(Stored data)
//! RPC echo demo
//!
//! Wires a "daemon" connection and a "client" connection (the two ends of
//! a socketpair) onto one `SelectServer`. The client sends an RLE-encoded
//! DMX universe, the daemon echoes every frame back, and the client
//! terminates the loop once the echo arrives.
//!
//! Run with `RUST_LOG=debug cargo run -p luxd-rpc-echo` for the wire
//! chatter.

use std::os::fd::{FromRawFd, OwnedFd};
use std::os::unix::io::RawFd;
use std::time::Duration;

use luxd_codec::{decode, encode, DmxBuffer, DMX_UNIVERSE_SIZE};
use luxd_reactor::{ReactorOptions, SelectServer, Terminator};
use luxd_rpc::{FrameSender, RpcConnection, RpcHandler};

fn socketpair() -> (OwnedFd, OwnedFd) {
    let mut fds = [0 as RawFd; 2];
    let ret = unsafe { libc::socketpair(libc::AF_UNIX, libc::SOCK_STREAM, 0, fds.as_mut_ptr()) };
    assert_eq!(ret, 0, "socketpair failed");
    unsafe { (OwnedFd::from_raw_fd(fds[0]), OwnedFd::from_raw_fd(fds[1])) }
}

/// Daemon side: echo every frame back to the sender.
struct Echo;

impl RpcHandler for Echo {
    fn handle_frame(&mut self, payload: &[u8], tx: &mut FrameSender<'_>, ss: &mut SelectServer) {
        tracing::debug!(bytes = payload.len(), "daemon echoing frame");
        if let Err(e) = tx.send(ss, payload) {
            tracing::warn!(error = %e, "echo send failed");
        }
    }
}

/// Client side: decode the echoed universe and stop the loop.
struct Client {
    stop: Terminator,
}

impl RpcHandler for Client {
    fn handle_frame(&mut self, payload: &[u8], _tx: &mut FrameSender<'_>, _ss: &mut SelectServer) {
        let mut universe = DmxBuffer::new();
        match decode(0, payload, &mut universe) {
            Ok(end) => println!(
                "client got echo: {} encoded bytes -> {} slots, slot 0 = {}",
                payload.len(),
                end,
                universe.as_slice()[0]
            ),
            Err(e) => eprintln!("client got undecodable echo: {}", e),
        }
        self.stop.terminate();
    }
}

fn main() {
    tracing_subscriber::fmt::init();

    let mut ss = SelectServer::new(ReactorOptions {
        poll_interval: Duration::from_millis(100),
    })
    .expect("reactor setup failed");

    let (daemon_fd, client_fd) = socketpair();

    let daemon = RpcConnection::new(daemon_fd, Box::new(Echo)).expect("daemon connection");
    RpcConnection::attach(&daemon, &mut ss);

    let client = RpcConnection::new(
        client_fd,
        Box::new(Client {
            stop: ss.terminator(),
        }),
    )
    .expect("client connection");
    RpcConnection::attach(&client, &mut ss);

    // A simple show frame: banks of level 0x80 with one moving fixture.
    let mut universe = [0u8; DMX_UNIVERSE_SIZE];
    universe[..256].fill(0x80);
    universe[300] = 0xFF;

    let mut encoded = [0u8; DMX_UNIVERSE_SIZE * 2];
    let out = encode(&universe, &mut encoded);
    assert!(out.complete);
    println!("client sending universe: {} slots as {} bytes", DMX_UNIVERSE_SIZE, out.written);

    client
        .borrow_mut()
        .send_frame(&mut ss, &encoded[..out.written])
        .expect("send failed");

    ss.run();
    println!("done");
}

---

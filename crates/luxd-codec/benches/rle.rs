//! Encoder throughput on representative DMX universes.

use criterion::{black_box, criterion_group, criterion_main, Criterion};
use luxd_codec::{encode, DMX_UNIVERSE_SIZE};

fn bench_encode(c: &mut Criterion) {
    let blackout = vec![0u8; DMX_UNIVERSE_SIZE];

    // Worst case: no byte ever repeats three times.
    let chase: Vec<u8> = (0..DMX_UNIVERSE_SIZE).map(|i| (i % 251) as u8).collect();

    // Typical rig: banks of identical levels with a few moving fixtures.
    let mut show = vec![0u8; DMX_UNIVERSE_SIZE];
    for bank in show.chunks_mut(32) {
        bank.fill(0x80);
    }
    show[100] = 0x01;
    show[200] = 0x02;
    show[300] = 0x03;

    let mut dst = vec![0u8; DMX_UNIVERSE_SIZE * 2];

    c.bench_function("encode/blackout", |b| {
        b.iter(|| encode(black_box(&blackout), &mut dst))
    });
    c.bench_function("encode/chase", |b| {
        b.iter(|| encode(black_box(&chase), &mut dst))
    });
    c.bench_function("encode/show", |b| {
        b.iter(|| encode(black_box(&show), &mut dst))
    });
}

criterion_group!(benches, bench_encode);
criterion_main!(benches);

- PROMPT -
Your answer should consist of each line above in which "Duration" appears.

- RESULT OF THIS TASK -
use std::time::Duration;
        poll_interval: Duration::from_millis(100),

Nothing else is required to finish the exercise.